**What to work on**
Within the data below, copy each line where the string "failed" is found.

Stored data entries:
==*==
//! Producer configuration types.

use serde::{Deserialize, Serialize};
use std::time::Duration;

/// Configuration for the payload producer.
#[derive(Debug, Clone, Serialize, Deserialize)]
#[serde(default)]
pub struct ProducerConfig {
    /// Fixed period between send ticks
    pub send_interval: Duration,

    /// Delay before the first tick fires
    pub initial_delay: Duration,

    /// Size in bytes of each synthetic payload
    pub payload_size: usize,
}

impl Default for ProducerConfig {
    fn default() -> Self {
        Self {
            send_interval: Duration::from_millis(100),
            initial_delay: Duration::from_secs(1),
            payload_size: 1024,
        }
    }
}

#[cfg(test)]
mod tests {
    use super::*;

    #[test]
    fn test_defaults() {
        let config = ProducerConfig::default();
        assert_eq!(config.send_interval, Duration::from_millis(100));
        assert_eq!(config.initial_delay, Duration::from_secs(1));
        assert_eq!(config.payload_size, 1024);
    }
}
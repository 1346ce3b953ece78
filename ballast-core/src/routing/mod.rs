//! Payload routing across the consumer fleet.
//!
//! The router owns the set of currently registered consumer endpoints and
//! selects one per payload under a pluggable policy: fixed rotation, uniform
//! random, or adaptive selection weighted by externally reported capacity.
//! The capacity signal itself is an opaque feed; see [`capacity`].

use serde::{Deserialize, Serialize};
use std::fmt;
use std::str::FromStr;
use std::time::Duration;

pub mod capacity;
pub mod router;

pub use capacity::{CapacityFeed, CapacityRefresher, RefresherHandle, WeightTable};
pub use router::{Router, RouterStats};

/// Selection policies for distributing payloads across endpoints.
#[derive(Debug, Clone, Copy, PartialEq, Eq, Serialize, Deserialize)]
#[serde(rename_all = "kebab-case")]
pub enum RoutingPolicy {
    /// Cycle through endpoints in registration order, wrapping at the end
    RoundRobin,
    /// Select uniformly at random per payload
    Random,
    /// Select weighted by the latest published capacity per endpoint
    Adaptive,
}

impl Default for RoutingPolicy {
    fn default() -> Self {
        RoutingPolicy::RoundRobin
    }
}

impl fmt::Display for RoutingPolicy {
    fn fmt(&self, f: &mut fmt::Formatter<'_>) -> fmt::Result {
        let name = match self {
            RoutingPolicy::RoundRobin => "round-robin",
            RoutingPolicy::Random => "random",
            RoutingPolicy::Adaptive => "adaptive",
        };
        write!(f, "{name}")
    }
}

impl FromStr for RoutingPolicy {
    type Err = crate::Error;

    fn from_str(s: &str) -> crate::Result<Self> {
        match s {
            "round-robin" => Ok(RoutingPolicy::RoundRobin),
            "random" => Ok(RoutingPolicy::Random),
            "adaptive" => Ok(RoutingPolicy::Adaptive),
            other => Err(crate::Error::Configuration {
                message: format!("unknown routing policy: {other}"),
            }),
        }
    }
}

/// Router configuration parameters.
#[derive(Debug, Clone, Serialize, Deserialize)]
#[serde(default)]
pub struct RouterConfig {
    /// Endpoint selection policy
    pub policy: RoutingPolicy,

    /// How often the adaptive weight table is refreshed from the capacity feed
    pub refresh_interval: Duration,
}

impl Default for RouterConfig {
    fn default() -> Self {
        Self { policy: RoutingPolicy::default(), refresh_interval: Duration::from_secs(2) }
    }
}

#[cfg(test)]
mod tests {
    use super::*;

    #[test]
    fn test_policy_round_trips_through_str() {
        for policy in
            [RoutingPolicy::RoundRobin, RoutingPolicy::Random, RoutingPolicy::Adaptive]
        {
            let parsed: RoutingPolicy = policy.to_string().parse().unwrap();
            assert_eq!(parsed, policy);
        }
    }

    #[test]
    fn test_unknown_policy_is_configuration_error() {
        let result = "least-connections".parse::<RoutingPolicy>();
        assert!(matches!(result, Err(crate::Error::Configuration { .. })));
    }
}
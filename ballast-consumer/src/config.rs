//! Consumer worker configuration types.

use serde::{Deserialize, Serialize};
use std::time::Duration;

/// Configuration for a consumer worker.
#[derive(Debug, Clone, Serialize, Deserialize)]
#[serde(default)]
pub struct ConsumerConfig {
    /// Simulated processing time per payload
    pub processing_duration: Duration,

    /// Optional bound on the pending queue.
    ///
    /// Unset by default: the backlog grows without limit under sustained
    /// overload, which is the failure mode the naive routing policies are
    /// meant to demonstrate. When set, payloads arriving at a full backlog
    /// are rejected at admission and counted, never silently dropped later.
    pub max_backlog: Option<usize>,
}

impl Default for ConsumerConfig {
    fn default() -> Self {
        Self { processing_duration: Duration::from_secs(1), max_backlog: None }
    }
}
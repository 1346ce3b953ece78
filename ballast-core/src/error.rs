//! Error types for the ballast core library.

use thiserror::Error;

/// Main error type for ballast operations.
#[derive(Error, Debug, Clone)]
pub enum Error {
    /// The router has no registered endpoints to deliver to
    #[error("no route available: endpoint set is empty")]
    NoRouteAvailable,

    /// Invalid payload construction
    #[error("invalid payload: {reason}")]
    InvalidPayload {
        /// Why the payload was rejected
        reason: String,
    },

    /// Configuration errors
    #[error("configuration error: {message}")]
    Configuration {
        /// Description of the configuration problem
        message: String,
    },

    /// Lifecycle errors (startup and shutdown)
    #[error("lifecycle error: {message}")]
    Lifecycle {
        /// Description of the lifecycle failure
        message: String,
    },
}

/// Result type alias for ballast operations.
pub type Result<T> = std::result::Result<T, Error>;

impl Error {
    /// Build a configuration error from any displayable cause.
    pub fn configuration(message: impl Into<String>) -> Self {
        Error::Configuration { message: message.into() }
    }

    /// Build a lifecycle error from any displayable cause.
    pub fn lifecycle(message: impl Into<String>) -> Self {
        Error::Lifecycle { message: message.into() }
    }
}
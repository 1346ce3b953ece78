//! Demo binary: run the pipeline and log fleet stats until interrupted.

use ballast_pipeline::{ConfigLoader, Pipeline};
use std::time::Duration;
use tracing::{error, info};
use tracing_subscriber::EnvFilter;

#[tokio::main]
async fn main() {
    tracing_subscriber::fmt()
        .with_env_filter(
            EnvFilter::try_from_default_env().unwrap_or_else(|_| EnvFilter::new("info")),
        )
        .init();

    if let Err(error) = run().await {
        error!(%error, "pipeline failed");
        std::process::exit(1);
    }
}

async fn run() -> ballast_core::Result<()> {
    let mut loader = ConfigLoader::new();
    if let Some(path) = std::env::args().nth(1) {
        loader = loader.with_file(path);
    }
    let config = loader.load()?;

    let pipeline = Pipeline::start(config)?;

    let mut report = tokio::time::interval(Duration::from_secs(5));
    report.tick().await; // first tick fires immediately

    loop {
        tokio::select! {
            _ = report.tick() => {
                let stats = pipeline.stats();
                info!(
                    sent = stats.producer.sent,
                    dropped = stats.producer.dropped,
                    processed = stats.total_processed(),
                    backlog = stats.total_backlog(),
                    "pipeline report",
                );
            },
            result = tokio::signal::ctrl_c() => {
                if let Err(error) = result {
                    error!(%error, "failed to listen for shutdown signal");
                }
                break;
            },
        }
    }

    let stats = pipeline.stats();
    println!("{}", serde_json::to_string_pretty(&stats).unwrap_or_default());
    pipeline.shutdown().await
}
==*==
**Reply**
        error!(%error, "pipeline failed");
                    error!(%error, "failed to listen for shutdown signal");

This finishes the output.